I took Remy to get groomed, and picked him up after work. Texted my hubs Ron that I was heading home. Normally he’d be sweet and say “Can’t wait” or “Love you” or something else loving. But nooooo!  All I get?   “Is Remy Ok?”


----------



## Blessed (Dec 28, 2022)

Makes me think of our sweet pup OZ, I adopted him from a rescue after my husband was diagosed with cancer. I know the dog would lower his blood pressure, stay with him when sick after treatments.

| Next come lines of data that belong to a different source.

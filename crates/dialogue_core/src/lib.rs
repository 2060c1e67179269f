//! dialogue_core - Core types for LegalEase negotiation simulations
//!
//! This crate provides the foundational types used across the scenario crates:
//! - `dialogue` - DialogueNode tree model, Party, NodeId
//! - `message` - backend message and branch payloads
//! - `case` - cases, backgrounds and simulations
//! - `bookmark` - named references into a dialogue tree
//! - `audio` - captured audio and WAV encoding

pub mod audio;
pub mod bookmark;
pub mod case;
pub mod config;
pub mod dialogue;
pub mod message;
pub mod paths;

// Re-export commonly used types
pub use audio::{encode_wav, CapturedAudio};
pub use bookmark::{bookmarked_path_ids, Bookmark, NewBookmark};
pub use case::{
    CaseBackground, CaseDetail, CaseSummary, CaseUpdated, NewCase, NewSimulation, Simulation,
    SimulationSummary,
};
pub use config::{Config, ConfigError, ProxyAuth};
pub use dialogue::{DialogueNode, NodeId, Party, ResponseOption, TreeUpdate};
pub use message::{
    BranchNode, CreatedMessage, GenerationError, PathMessage, TreeMessage, TreeResponse,
};
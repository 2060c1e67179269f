//! State machine module - Load and turn phases of a simulation page

mod events;
mod states;
mod transitions;

pub use events::ScenarioEvent;
pub use states::{LoadPhase, PhaseSnapshot, ScenarioState, TurnKind, TurnPhase};
pub use transitions::{ScenarioMachine, StateTransition, TransitionError};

My husband was livid, how dare I get a dog without discussing it.  After the next chemo treatment, I came from work to make some soup and sandwiches for the hubs.  Little Oz, was there on the bed barking like he would tear out my throat if I approached. LOL  After that, they were inseparable, I called them the Stud and his bud.  Every bad procedure, every surgery, every time we had to travel for a clinicl trial, his first question was where is Oz, who has Oz, is Oz okay?  I give full credit to the little twelve pounds of tough, who took are of my husband during his illness.  I know that my husband would not have lived as long without our little furball.  

I lost Oz about 7 years ago.  I still miss him every day but his ashes are in the china cabinet, sitting on top of his human Dad's. They are still together and I hope to be with both of them again.


----------